ÉPOCA – Nos seus trabalhos, o senhor explica que as máquinas superinteligentes não serão dotadas de desejos. Não como os humanos. Então, o que vai motivá-las a, por exemplo, tentar matar pessoas?
Bostrom – Isso vai depender das particularidades da máquina. Uma máquina dotada com esse tipo de inteligência geral será capaz de recorrer a alguns critérios, para julgar as consequências das próprias ações. Ela vai ter um objetivo central, e vai tentar descobrir qual a maneira mais eficiente de alcançar esse objetivo.Um exemplo bobo: digamos que a máquina seja projetada para produzir clipes de papel. Ela pode concluir que a melhor maneira de atingir esse objetivo é eliminar a concorrência humana por recursos. A ideia geral aqui é a de que a inteligência artificial pode ter algum objetivo final genérico e, a partir dele, vai perseguir objetivos menores instrumentais. E esses objetivos podem incluir evoluir a ponto de evitar que os humanos consigam desativar essa máquina antes de ela fazer aquilo para que foi projetada. Então, a IA não vai nos odiar. Na verdade, ela será indiferente a nós. O problema é que suas ações intermediárias poderão ser prejudiciais para as pessoas.

ÉPOCA – A inteligência artificial já consegue realizar atividades complexas hoje em dia. Mas ainda não estamos nem perto da superinteligência. Por que devemos nos preocupar com isso tão cedo?
Bostrom – Acho que não há motivo para ficar alarmados. Isso não vai solucionar nada. O que devemos fazer é desenvolver as pesquisas certas. Para entender melhor como controlar e como desenvolver agentes inteligentes.

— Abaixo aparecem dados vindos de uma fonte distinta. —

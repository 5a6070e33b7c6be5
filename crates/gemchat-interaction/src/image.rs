//! Image attachments: selection from a path and inline encoding.
//!
//! Encoding is the first of the two multimodal phases; the result is handed
//! to [`ModelClient::send_multimodal_turn`](crate::ModelClient::send_multimodal_turn).

use std::path::Path;

use base64::Engine;
use base64::engine::general_purpose::STANDARD as BASE64_STANDARD;

use gemchat_core::conversation::ImageAttachment;
use gemchat_core::generation::{InlineImage, RemoteCallError};
use gemchat_core::{GemchatError, Result};

/// Builds an attachment for a local file, rejecting non-image types.
pub fn attachment_from_path(path: impl AsRef<Path>) -> Result<ImageAttachment> {
    let path = path.as_ref();
    if !path.is_file() {
        return Err(GemchatError::validation(format!(
            "Image file not found: {}",
            path.display()
        )));
    }

    let mime_type = mime_guess::from_path(path)
        .first_or_octet_stream()
        .to_string();
    if !mime_type.starts_with("image/") {
        return Err(GemchatError::validation(format!(
            "Not an image file ({mime_type}): {}",
            path.display()
        )));
    }

    Ok(ImageAttachment::new(path.to_string_lossy(), mime_type))
}

/// Reads the attachment and encodes it as base64 inline data.
pub async fn encode_image(
    attachment: &ImageAttachment,
) -> std::result::Result<InlineImage, RemoteCallError> {
    let bytes = tokio::fs::read(&attachment.path)
        .await
        .map_err(|e| RemoteCallError::Image(format!("{}: {}", attachment.path, e)))?;

    tracing::debug!(
        "[image] Encoded {} ({} bytes, {})",
        attachment.file_name(),
        bytes.len(),
        attachment.mime_type
    );

    Ok(InlineImage {
        mime_type: attachment.mime_type.clone(),
        data: BASE64_STANDARD.encode(bytes),
    })
}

De modo que, quando descobrirmos como torná-los superinteligentes, também saberemos como torná-los seguros. Essas pesquisas envolvem questões importantes das ciências da computação, da matemática e da filosofia. É com isso que deveriam se ocupar algumas das melhores mentes matemáticas da nossa geração. E, nesse meio tempo, ser simplesmente alarmista é algo que não ajuda.

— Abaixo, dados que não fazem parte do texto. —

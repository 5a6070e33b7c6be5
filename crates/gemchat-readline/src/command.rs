//! REPL command parsing.

use anyhow::{Result, anyhow, bail};

pub const COMMANDS: &[&str] = &[
    "/send",
    "/new",
    "/list",
    "/switch",
    "/rename",
    "/delete",
    "/temp",
    "/tokens",
    "/image",
    "/multimodal",
    "/history",
    "/model",
    "/reset",
    "/help",
    "/quit",
];

#[derive(Debug, Clone, PartialEq)]
pub enum Command {
    /// Plain text: becomes the draft text and is submitted.
    Message(String),
    /// Sends the draft as it is, e.g. an image without a caption.
    Send,
    New(Option<String>),
    List,
    /// Conversation id or 1-based position in `/list`.
    Switch(String),
    Rename(String),
    Delete(Option<String>),
    Temperature(f32),
    MaxOutputTokens(u32),
    Image(String),
    Multimodal(bool),
    History,
    Model,
    Reset,
    Help,
    Quit,
}

pub fn parse(line: &str) -> Result<Command> {
    let line = line.trim();
    if line == "quit" || line == "exit" {
        return Ok(Command::Quit);
    }
    if !line.starts_with('/') {
        return Ok(Command::Message(line.to_string()));
    }

    let (name, rest) = match line.split_once(char::is_whitespace) {
        Some((name, rest)) => (name, rest.trim()),
        None => (line, ""),
    };
    let arg = (!rest.is_empty()).then(|| rest.to_string());

    let command = match name {
        "/send" => Command::Send,
        "/new" => Command::New(arg),
        "/list" => Command::List,
        "/switch" => Command::Switch(required(arg, "/switch <id|number>")?),
        "/rename" => Command::Rename(required(arg, "/rename <name>")?),
        "/delete" => Command::Delete(arg),
        "/temp" => {
            let value = required(arg, "/temp <value>")?;
            Command::Temperature(
                value
                    .parse()
                    .map_err(|_| anyhow!("Not a number: {value}"))?,
            )
        }
        "/tokens" => {
            let value = required(arg, "/tokens <count>")?;
            Command::MaxOutputTokens(
                value
                    .parse()
                    .map_err(|_| anyhow!("Not a token count: {value}"))?,
            )
        }
        "/image" => Command::Image(required(arg, "/image <path>")?),
        "/multimodal" => match arg.as_deref() {
            Some("on") => Command::Multimodal(true),
            Some("off") => Command::Multimodal(false),
            _ => bail!("Usage: /multimodal on|off"),
        },
        "/history" => Command::History,
        "/model" => Command::Model,
        "/reset" => Command::Reset,
        "/help" => Command::Help,
        "/quit" | "/exit" => Command::Quit,
        other => bail!("Unknown command: {other} (try /help)"),
    };
    Ok(command)
}

fn required(arg: Option<String>, usage: &str) -> Result<String> {
    arg.ok_or_else(|| anyhow!("Usage: {usage}"))
}

pub const HELP: &str = "\
/send                send the draft as is (an attached image needs no caption)
/new [name]          start a conversation and switch to it
/list                list conversations
/switch <id|number>  switch conversation (discards the draft)
/rename <name>       rename the current conversation
/delete [id|number]  delete a conversation (default: current)
/temp <value>        set temperature for the current conversation
/tokens <count>      set max output tokens for the current conversation
/image <path>        attach an image to the draft (add a caption or /send)
/multimodal on|off   send the attached image with the next message
/history             show the current conversation
/model               show the configured model
/reset               forget the API key and run setup again
/quit                exit
Anything else is sent as a message.";

#[cfg(test)]
mod tests {
    use super::*;

    #[test]
    fn test_plain_text_is_message() {
        assert_eq!(
            parse("  hello there ").unwrap(),
            Command::Message("hello there".into())
        );
    }

    #[test]
    fn test_commands_with_arguments() {
        assert_eq!(parse("/new").unwrap(), Command::New(None));
        assert_eq!(
            parse("/new  Trip plans ").unwrap(),
            Command::New(Some("Trip plans".into()))
        );
        assert_eq!(parse("/switch 2").unwrap(), Command::Switch("2".into()));
        assert_eq!(parse("/temp 0.3").unwrap(), Command::Temperature(0.3));
        assert_eq!(parse("/tokens 512").unwrap(), Command::MaxOutputTokens(512));
        assert_eq!(parse("/multimodal off").unwrap(), Command::Multimodal(false));
        assert_eq!(parse("exit").unwrap(), Command::Quit);
    }

    #[test]
    fn test_send_submits_draft_without_text() {
        assert_eq!(parse("/send").unwrap(), Command::Send);
        assert_eq!(parse("  /send  ").unwrap(), Command::Send);
        assert!(HELP.contains("/send"));
    }

    #[test]
    fn test_out_of_range_values_pass_through() {
        assert_eq!(parse("/temp 7.5").unwrap(), Command::Temperature(7.5));
        assert_eq!(parse("/tokens 0").unwrap(), Command::MaxOutputTokens(0));
    }

    #[test]
    fn test_invalid_commands() {
        assert!(parse("/switch").is_err());
        assert!(parse("/temp warm").is_err());
        assert!(parse("/tokens -1").is_err());
        assert!(parse("/multimodal maybe").is_err());
        assert!(parse("/frobnicate").is_err());
    }
}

ÉPOCA – Que benefícios a superinteligência pode trazer para a humanidade?
Bostrom – A esperança é que consigamos desenvolver superinteligência que nos seja benéfica. E há grandes chances de conseguirmos isso. Se formos bem sucedidos, essa será a última invenção que a humanidade precisará desenvolver. Por que, depois disso, a superinteligência será capaz de criar melhor que qualquer inventor humano.E, com isso, todas as invenções que a humanidade poderia criar nos próximos 100 mil anos se tornarão realidade em muito menos tempo. Tente fazer uma espécie de telescópio hipotético para mirar o futuro. Todas as invenções que hoje existem somente em obras de ficção científica – ao menos aquelas que respeitam as leis da física – serão reais. Coisas como retardar o envelhecimento, colonização espacial, conexão neural com uma máquina (como no filme Matrix). Todas essas coisas podem se tornar possíveis pouco depois de desenvolvermos a superinteligência.
O lado positivo é imenso, e é por isso que queremos tanto desenvolver esse tipo de tecnologia.

ÉPOCA – E nós já temos alguma ideia, mesmo que meio remota, de como resolver o problema do controle?
Bostrom – Existem algumas ideias. Nenhuma delas é muito elaborada. Elas surgiram ao longo das últimas décadas, mas nós percebemos que as noções superficiais, as soluções que nos ocorrem rapidamente, não seriam eficientes. Hoje em dia, conseguimos perceber melhor a dificuldade da tarefa. Foram desenhados alguns projetos de pesquisa que, com sorte, nos trarão uma solução. Mas há ainda muito trabalho a ser feito.

ÉPOCA – Não podemos deixar que a tecnologia se encarregue disso?
Bostrom – A superinteligência teria todas as condições para resolver o problema do controle. O ponto é: por que ela escolheria fazer isso. Isso ia requerer que essa máquina se importasse com os resultados da tecnologia de maneira semelhante aos humanos. O importante é garantir que a primeira superinteligência a emergir seja segura. Ela poderia nos ajudar a controlar as que viessem depois. Mas esse é apenas um dos cenários com o qual talvez nos deparemos: um cenários em que teremos de lidar com diversas supertinteligências, com características e objetivos distintos, o que nos obrigaria a pensar em soluções específicas para cada uma.

ÉPOCA – O senhor diz, com certa frequência, que a humanidade pensa pouco nos riscos existenciais que ameçam a vida humana. Por que procurar soluções para esses riscos – alguns, um bocado remotos – é importante?
Bostrom – O que eu acho é que um maior entendimento das coisas que representam riscos para a nossa existência pode nos ajudar a reduzir essas ameaças. E alguns riscos existenciais, como a supertinteligência, requerem que pensemos sobre eles com antecedência. Nós somos quase sete bilhões de humanos no planeta. Não seria ruim que uma meia dúzia de pessoas parasse para pensar sobre a sobrevivência da espécie.

ÉPOCA – Elon Musk é um grande fã do seu trabalho. Mas ele fala da superinteligência como algo “demoníaco”. Assume um tom de catastrofismo. Ele faz bem ao assumir essa posição?
Bostrom – Eu não acho que o catastrofismo ajude. Mas,no caso de Elon Musk, é importante lembrar que ele também injetou dinheiro – US$10 milhões – em pesquisas no campo das ciências da computação que tentam resolver o problema do controle. E, de todo modo, um pouquinho de medo é necessário para motivar as pessoas a fazer o trabalho que precisa ser feito. O importante é sempre manter os benefícios dessas tecnologias em mente, em lugar de simplesmente temê-las.

ÉPOCA – O senhor é filósofo. Por que se interessou por inteligência artificial?
Bostrom – Eu tenho formação em física teórica e neurociências computacional. E achei importante tratar desse tema porque, em dado momento, se tornou claro para mim que, cedo ou tarde, faremos essa transição – criaremos máquinas superinteligentes. E esse deve ser o acontecimento mais importante da história humana.